Only a quarter of university professors are women. Not surprisingly, the ratio is even more imbalanced in science subjects.
Of the 267 professors at the University of Luxembourg, only 67 are women, a rate of 25%. A more imbalanced relationship among scientific disciplines, known as the “mint”: mathematics, computer science, natural and technical sciences, is still largely dominated by men.
At the European level, with barely 28% women in scientific and engineering positions, Luxembourg is a poor student: it is far behind the European average established at 41.1%, according to 2019 Eurostat data.
Amazed by these poor results in terms of equality, Dei Grange questions the minister for equality between women and men, Taina Bofferding, in a parliamentary question (n° 6010) to find out what needs to be done to fix the problem. The solution was envisioned. ,
Sensitizing girls to scientific professions
Aware of the imbalance, the Minister in his reply recalled several measures taken to increase the rate of women in academic and research fields, but also to raise awareness of scientific professions to young girls.
It is really a question of taking the evil to the root by fighting gender stereotypes – “choices for training or profession [étant] often guided by gender stereotypes”, the minister wrote – and by encouraging young girls to turn to scientific careers and research.

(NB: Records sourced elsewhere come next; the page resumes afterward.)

#[cfg(test)]
mod tests {
    use super::*;
    use crate::models::enrollment::NewEnrollment;
    use crate::store::SqliteStore;
    use serde_json::json;

    async fn service(ack_mode: AckMode, scan_policy: ScanPolicy) -> (SessionService, Arc<dyn KvStore>) {
        let store: Arc<dyn KvStore> = Arc::new(SqliteStore::in_memory().await.unwrap());
        let service = SessionService::new(store.clone(), Broadcaster::default(), ack_mode, scan_policy);
        (service, store)
    }

    fn new_session() -> NewSession {
        NewSession {
            course_id: Some("MATH101".into()),
            course_name: Some("Matemática".into()),
            teacher_id: Some("T1".into()),
            teacher_name: Some("Prof. Silva".into()),
        }
    }

    fn scan(student_id: &str, name: &str) -> MarkAttendanceRequest {
        MarkAttendanceRequest {
            student_id: Some(student_id.into()),
            student_name: Some(name.into()),
            ..Default::default()
        }
    }

    #[tokio::test]
    async fn full_lifecycle() {
        let (service, _) = service(AckMode::Sync, ScanPolicy::Open).await;
        let created = service.create(new_session(), "http://localhost:5000").await.unwrap();
        assert_eq!(
            created.qr_url,
            format!("http://localhost:5000/scan?sessionId={}", created.session_id)
        );

        service.mark(&created.session_id, scan("S1", "Ana")).await.unwrap();
        let report = service.report(&created.session_id).await.unwrap();
        assert_eq!(report.total_attendees, 1);
        assert_eq!(report.attendees[0].student_name.as_deref(), Some("Ana"));

        let closed = service.close(&created.session_id).await.unwrap();
        assert_eq!(closed.status, SessionStatus::Closed);

        let err = service.mark(&created.session_id, scan("S2", "Rui")).await.unwrap_err();
        assert!(matches!(err, AppError::SessionClosed));
        assert_eq!(service.report(&created.session_id).await.unwrap().total_attendees, 1);
    }

    #[tokio::test]
    async fn create_requires_course_and_teacher() {
        let (service, _) = service(AckMode::Sync, ScanPolicy::Open).await;
        let input = NewSession {
            teacher_id: None,
            ..new_session()
        };
        assert!(matches!(service.create(input, "http://x").await, Err(AppError::Validation(_))));
    }

    #[tokio::test]
    async fn closing_twice_keeps_first_closed_at() {
        let (service, _) = service(AckMode::Sync, ScanPolicy::Open).await;
        let created = service.create(new_session(), "http://x").await.unwrap();
        let first = service.close(&created.session_id).await.unwrap();
        let second = service.close(&created.session_id).await.unwrap();
        assert_eq!(first.closed_at, second.closed_at);
        assert!(matches!(service.close("missing").await, Err(AppError::NotFound(_))));
    }

    #[tokio::test]
    async fn serialized_duplicate_is_rejected() {
        let (service, _) = service(AckMode::Sync, ScanPolicy::Open).await;
        let created = service.create(new_session(), "http://x").await.unwrap();
        service.mark(&created.session_id, scan("S1", "Ana")).await.unwrap();
        let err = service.mark(&created.session_id, scan("S1", "Ana")).await.unwrap_err();
        assert!(matches!(err, AppError::Conflict(_)));
    }

    #[tokio::test]
    async fn concurrent_duplicates_write_one_mark() {
        let (service, _) = service(AckMode::Sync, ScanPolicy::Open).await;
        let created = service.create(new_session(), "http://x").await.unwrap();
        let id = created.session_id.as_str();

        let (a, b) = tokio::join!(service.mark(id, scan("S1", "Ana")), service.mark(id, scan("S1", "Ana")));
        assert_eq!([a.is_ok(), b.is_ok()].iter().filter(|ok| **ok).count(), 1);
        assert_eq!(service.report(id).await.unwrap().total_attendees, 1);
    }

    #[tokio::test]
    async fn mark_writes_projections_and_upserts_student() {
        let (service, store) = service(AckMode::Sync, ScanPolicy::Open).await;
        let created = service.create(new_session(), "http://x").await.unwrap();
        service.mark(&created.session_id, scan("S1", "Ana")).await.unwrap();

        let global: Vec<AttendanceRecord> = records::fetch_all(store.as_ref(), ATTENDANCE_PATH).await.unwrap();
        assert_eq!(global.len(), 1);
        assert_eq!(global[0].session_id.as_deref(), Some(created.session_id.as_str()));

        let teacher = store.read("teachers/T1/attendance").await.unwrap().unwrap();
        assert_eq!(teacher.as_object().unwrap().len(), 1);

        let student = student_service::find_student_by_student_id(store.as_ref(), "S1").await.unwrap().unwrap();
        assert_eq!(student.name, "Ana");
    }

    #[tokio::test]
    async fn name_only_scan_is_keyed_by_name() {
        let (service, store) = service(AckMode::Sync, ScanPolicy::Open).await;
        let created = service.create(new_session(), "http://x").await.unwrap();
        let request = MarkAttendanceRequest {
            student_name: Some("Ana Paula".into()),
            ..Default::default()
        };
        service.mark(&created.session_id, request).await.unwrap();

        let path = format!("sessions/{}/attendees/%nome-ana paula", created.session_id);
        assert!(store.read(&path).await.unwrap().is_some());
        // Sem número de aluno não há aluno a criar.
        assert!(student_service::list_students(store.as_ref()).await.unwrap().is_empty());
    }

    #[tokio::test]
    async fn array_attendees_are_migrated_before_marking() {
        let (service, store) = service(AckMode::Sync, ScanPolicy::Open).await;
        store
            .write(
                "sessions/legacy",
                json!({
                    "sessionId": "legacy",
                    "courseId": "MATH101",
                    "teacherId": "T1",
                    "status": "active",
                    "createdAt": "2025-01-01T10:00:00.000Z",
                    "attendees": [{"studentId": "S1", "studentName": "Ana", "markedAt": "2025-01-01T10:01:00.000Z"}]
                }),
            )
            .await
            .unwrap();

        let err = service.mark("legacy", scan("S1", "Ana")).await.unwrap_err();
        assert!(matches!(err, AppError::Conflict(_)));

        service.mark("legacy", scan("S2", "Rui")).await.unwrap();
        let attendees = store.read("sessions/legacy/attendees").await.unwrap().unwrap();
        let keys: Vec<&String> = attendees.as_object().unwrap().keys().collect();
        assert_eq!(keys, vec!["S1", "S2"]);
    }

    /// Store que segura as duas primeiras leituras de uma sessão até ambas terem acontecido.
    struct GatedStore {
        inner: Arc<dyn KvStore>,
        gated_path: String,
        gate: tokio::sync::Barrier,
        reads: std::sync::atomic::AtomicUsize,
    }

    #[async_trait::async_trait]
    impl KvStore for GatedStore {
        fn backend(&self) -> &'static str {
            self.inner.backend()
        }
        async fn read(&self, path: &str) -> StoreResult<Option<Value>> {
            let value = self.inner.read(path).await?;
            if path == self.gated_path
                && self.reads.fetch_add(1, std::sync::atomic::Ordering::SeqCst) < 2
            {
                self.gate.wait().await;
            }
            Ok(value)
        }
        async fn write(&self, path: &str, value: Value) -> StoreResult {
            self.inner.write(path, value).await
        }
        async fn update(&self, path: &str, fields: Map<String, Value>) -> StoreResult {
            self.inner.update(path, fields).await
        }
        async fn delete(&self, path: &str) -> StoreResult {
            self.inner.delete(path).await
        }
        async fn push(&self, path: &str, value: Value) -> StoreResult<String> {
            self.inner.push(path, value).await
        }
        async fn put_if_absent(&self, path: &str, value: Value) -> StoreResult<bool> {
            self.inner.put_if_absent(path, value).await
        }
        fn watch(&self, path: &str) -> crate::store::StoreWatch {
            self.inner.watch(path)
        }
    }

    #[tokio::test]
    async fn concurrent_scans_on_legacy_session_keep_every_mark() {
        let inner: Arc<dyn KvStore> = Arc::new(SqliteStore::in_memory().await.unwrap());
        inner
            .write(
                "sessions/legacy",
                json!({
                    "sessionId": "legacy",
                    "courseId": "MATH101",
                    "teacherId": "T1",
                    "status": "active",
                    "createdAt": "2025-01-01T10:00:00.000Z",
                    "attendees": [{"studentId": "S1", "studentName": "Ana", "markedAt": "2025-01-01T10:01:00.000Z"}]
                }),
            )
            .await
            .unwrap();
        let store: Arc<dyn KvStore> = Arc::new(GatedStore {
            inner: inner.clone(),
            gated_path: "sessions/legacy".to_string(),
            gate: tokio::sync::Barrier::new(2),
            reads: std::sync::atomic::AtomicUsize::new(0),
        });
        let service = SessionService::new(store, Broadcaster::default(), AckMode::Sync, ScanPolicy::Open);

        // Ambas as leituras veem o array antigo antes de qualquer escrita.
        let (rui, eva) = tokio::join!(
            service.mark("legacy", scan("S2", "Rui")),
            service.mark("legacy", scan("S3", "Eva")),
        );
        rui.unwrap();
        eva.unwrap();

        let attendees = inner.read("sessions/legacy/attendees").await.unwrap().unwrap();
        let keys: Vec<&String> = attendees.as_object().unwrap().keys().collect();
        assert_eq!(keys, vec!["S1", "S2", "S3"]);
        assert_eq!(service.report("legacy").await.unwrap().total_attendees, 3);
    }

    #[tokio::test]
    async fn enrollment_policy_gates_scans() {
        let (service, store) = service(AckMode::Sync, ScanPolicy::EnrollmentRequired).await;
        let created = service.create(new_session(), "http://x").await.unwrap();

        let err = service.mark(&created.session_id, scan("S1", "Ana")).await.unwrap_err();
        assert!(matches!(err, AppError::NotEnrolled));

        enrollment_service::enroll_student(
            store.as_ref(),
            NewEnrollment {
                student_id: Some("S1".into()),
                course_id: Some("MATH101".into()),
                ..Default::default()
            },
        )
        .await
        .unwrap();
        service.mark(&created.session_id, scan("S1", "Ana")).await.unwrap();
    }

    #[tokio::test]
    async fn optimistic_create_is_eventually_visible() {
        let (service, _) = service(AckMode::Optimistic, ScanPolicy::Open).await;
        let created = service.create(new_session(), "http://x").await.unwrap();

        let mut found = None;
        for _ in 0..50 {
            found = service.get(&created.session_id).await.unwrap();
            if found.is_some() {
                break;
            }
            tokio::time::sleep(Duration::from_millis(10)).await;
        }
        assert_eq!(found.map(|s| s.session_id), Some(created.session_id));
    }

    #[tokio::test]
    async fn list_returns_active_and_closed() {
        let (service, _) = service(AckMode::Sync, ScanPolicy::Open).await;
        let a = service.create(new_session(), "http://x").await.unwrap();
        service.create(new_session(), "http://x").await.unwrap();
        service.close(&a.session_id).await.unwrap();

        let sessions = service.list().await.unwrap();
        assert_eq!(sessions.len(), 2);
        assert_eq!(sessions.iter().filter(|s| s.is_active()).count(), 1);
    }

    #[tokio::test]
    async fn mark_publishes_session_report() {
        let (service, _) = service(AckMode::Sync, ScanPolicy::Open).await;
        let mut client = service.broadcaster.subscribe();
        let created = service.create(new_session(), "http://x").await.unwrap();
        service.mark(&created.session_id, scan("S1", "Ana")).await.unwrap();

        let event = client.recv().await.unwrap();
        assert_eq!(event.name, "session");
        assert_eq!(event.data["totalAttendees"], 1);
        assert_eq!(client.recv().await.unwrap().name, "students");
    }
}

“It is clear that stereotypes can negatively affect each and everyone’s personal and professional choices. The scientific field is no exception: statistics clearly show that there are large differences between the percentages of women and men in scientific professions.” This is why fighting against these prejudices and encouraging girls in particular to take interest in science from an early age is close. Science knows no bounds and that’s what makes it so exciting!” Tana Bofferding said last February at the launch of an awareness campaign called “Women and Girls in Research,” which aims to encourage women to engage in research.
In this regard, the Ministry of Equality (MEGA) is implementing a National Scheme that provides for the promotion of activities and applications in technology and supports initiatives aimed at helping girls pursue scientific careers, technological and computer technologies. to encourage adoption, such as “Girls in Tech”, “Girls Exploring Math”, or even “Women in Digital Empowerment”.
“Preference given to female candidate”
To correct the current imbalance in the university and achieve a rate of at least 30% female professors by 2025, an audit was also conducted in 2020 to better address the challenges. Thus this audit revealed that no less than 87 percent of the participants in the educational body’s survey had the impression that it is easier for a man to reach a position of responsibility than a woman!
As a result of this audit, a number of measures were initiated, first and foremost the adoption of a recruitment process that determined that “proactive efforts” should be made to solicit applications from eligible women. To guarantee fairness when evaluating applications, a balance must be ensured between the number of men and women to make up the recruitment committee (in the absence of parity, etc.) and “agree to take over the chairman of the recruitment committees”. Required training for assessment activity including diversity, gender equality and unconscious bias.
In addition, at least one eligible candidate must be invited for interview. In the absence of an adequate profile, an appraisal report should explain in detail why this was not possible. Corrective measures may be decided by the rector, such as introducing a new position with a revised profile, for example.
Advice to support women’s advancement
Another key measure: In departments where less than 30% of professors are women, “preference should be given to female candidates in the event of similar qualifications”.
The university also adopted a gender equality policy in 2021 and will implement a four-year plan in 2022-2025. In this context, a mentorship program should be created to support the advancement of women to professorship positions, as well as a program of chairs of excellence for “probably” young professors.
“In addition, the university plans to seek support from several European funds as well as national research funds to raise funds for additional positions and attract outstanding female professors,” concluded Minister Tina Bofferding.